§ YOUR OBJECTIVE: Where a line in the listing contains the string "Phase", copy that line out.

§ SUPPLIED RECORDS:
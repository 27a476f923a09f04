//! Deceleration: braking into the platform.
//!
//! Regenerative braking sweeps the motor note 850 → 200 Hz while its upper
//! harmonics (1700 → 400 Hz) fade. The air brake engages a fifth of the way
//! in, friction noise builds toward the stop, and a low grind closes the
//! segment. Hot brakes push the optional squeal (2.5–4 kHz) sharper.

use super::{Part, PartKind, RenderedEvent, SQUEAL_CEILING, finish, layers};
use crate::event::{DECELERATION_SECS, EventKind};
use crate::rng::Draws;
use crate::{SoundEvent, SynthContext};
use metro_core::{
    EDGE_FADE_SECS, Envelope, LayerMix, NoiseBand, SweepShape, envelope_apply, harmonic_sweep,
    noise, samples_for,
};

const AIR_BRAKE_SECS: f32 = 0.6;
const FADE_OUT_SECS: f32 = 0.3;

/// Render a deceleration segment.
pub fn render(event: &SoundEvent, ctx: &SynthContext) -> RenderedEvent {
    let sr = ctx.sample_rate;
    let dur = DECELERATION_SECS.clamp(event.duration_secs);
    let brake_squeal = matches!(event.kind, EventKind::Deceleration { brake_squeal: true });
    let mut draws = Draws::new(event.seed);

    let wear = ctx.wear.effects();
    let fscale = ctx.conditions.frequency_scale();
    let gains = ctx.conditions.motor_gains(&[1.0, 0.5, 0.3]);

    let regen = envelope_apply(
        harmonic_sweep(
            dur,
            sr,
            850.0 * fscale,
            200.0 * fscale,
            SweepShape::Exponential,
            &gains,
            0.08,
        ),
        &Envelope::Linear { from: 1.0, to: 0.3 },
    );
    let fading = envelope_apply(
        harmonic_sweep(
            dur,
            sr,
            1700.0 * fscale,
            400.0 * fscale,
            SweepShape::Linear,
            &[1.0, 0.3],
            0.03,
        ),
        &Envelope::Linear { from: 1.0, to: 0.1 },
    );
    let air_brake = envelope_apply(
        noise(AIR_BRAKE_SECS, sr, NoiseBand::band(800.0, 4000.0), 0.12, draws.seed()),
        &Envelope::AttackDecay {
            attack_secs: 0.01,
            tau_secs: 0.25,
        },
    );
    let friction = envelope_apply(
        noise(dur, sr, NoiseBand::band(100.0, 400.0), 0.14, draws.seed()),
        &Envelope::Breakpoints(vec![(0.0, 0.0), (0.2, 0.0), (0.85, 1.0), (1.0, 0.8)]),
    );
    let rumble = envelope_apply(
        layers::rumble(dur, sr, 0.22, draws.seed()),
        &Envelope::Linear { from: 1.0, to: 0.2 },
    );
    let tail_secs = dur * 0.25;
    let grind = envelope_apply(
        layers::grinding(tail_secs, sr, 0.1, draws.seed()),
        &Envelope::fade(0.05),
    );

    let air_at = dur * 0.2;
    let mut mix = LayerMix::new(dur, sr);
    mix.add(&regen, 1.0)
        .add(&fading, 1.0)
        .add(&friction, 1.0 + wear.roughness)
        .add(&rumble, 1.0 + wear.bearing_noise)
        .add_at_secs(&air_brake, 1.0, air_at)
        .add_at_secs(&grind, 1.0, dur - tail_secs);

    let mut parts = vec![
        super::bed(mix.len()),
        Part {
            kind: PartKind::AirBrake,
            start: samples_for(air_at, sr),
            len: air_brake.len(),
        },
    ];

    // Hot discs squeal higher: up to +8% at full temperature modulation.
    let heat = ((ctx.wear.temperature_modulation() - 1.0) * 0.5).clamp(0.0, 0.08);
    let squeal_hz = draws.uniform(2500.0, 4000.0) * (1.0 + heat);
    let squeal_at = draws.uniform(0.5, 0.6) * dur;
    let squeal_seed = draws.seed();
    if brake_squeal {
        let squeal_secs = dur * 0.95 - squeal_at;
        let level = (SQUEAL_CEILING * event.intensity).min(SQUEAL_CEILING);
        let squeal = layers::squeal(
            squeal_secs,
            sr,
            &[squeal_hz, squeal_hz * 1.5],
            9.0,
            level,
            &mut Draws::new(squeal_seed),
        );
        mix.add_at_secs(&squeal, 1.0, squeal_at);
        parts.push(Part {
            kind: PartKind::BrakeSqueal,
            start: samples_for(squeal_at, sr),
            len: squeal.len(),
        });
    }

    let level = 0.8 + 0.2 * event.intensity;
    let buffer = envelope_apply(
        finish(mix).scaled(level),
        &Envelope::Fade {
            in_secs: EDGE_FADE_SECS,
            out_secs: FADE_OUT_SECS,
        },
    );

    RenderedEvent { buffer, parts }
}

#[cfg(test)]
mod tests {
    use super::*;
    use crate::Phase;

    #[test]
    fn air_brake_engages_at_a_fifth() {
        let event = SoundEvent::new(
            Phase::Arrival,
            EventKind::Deceleration {
                brake_squeal: false,
            },
            3.5,
            0.8,
            (70.0, 0.0),
            6,
        );
        let out = render(&event, &SynthContext::default());
        let air = out.parts_of(PartKind::AirBrake).next().unwrap();
        assert_eq!(air.start, samples_for(0.7, 44100.0));
    }

    #[test]
    fn squeal_follows_the_flag() {
        let mk = |brake_squeal| {
            SoundEvent::new(
                Phase::Arrival,
                EventKind::Deceleration { brake_squeal },
                3.5,
                0.8,
                (70.0, 0.0),
                6,
            )
        };
        let ctx = SynthContext::default();
        assert_eq!(
            render(&mk(true), &ctx)
                .parts_of(PartKind::BrakeSqueal)
                .count(),
            1
        );
        assert_eq!(
            render(&mk(false), &ctx)
                .parts_of(PartKind::BrakeSqueal)
                .count(),
            0
        );
    }
}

§ WRITTEN SOLUTION:
    use crate::Phase;
            Phase::Arrival,
                Phase::Arrival,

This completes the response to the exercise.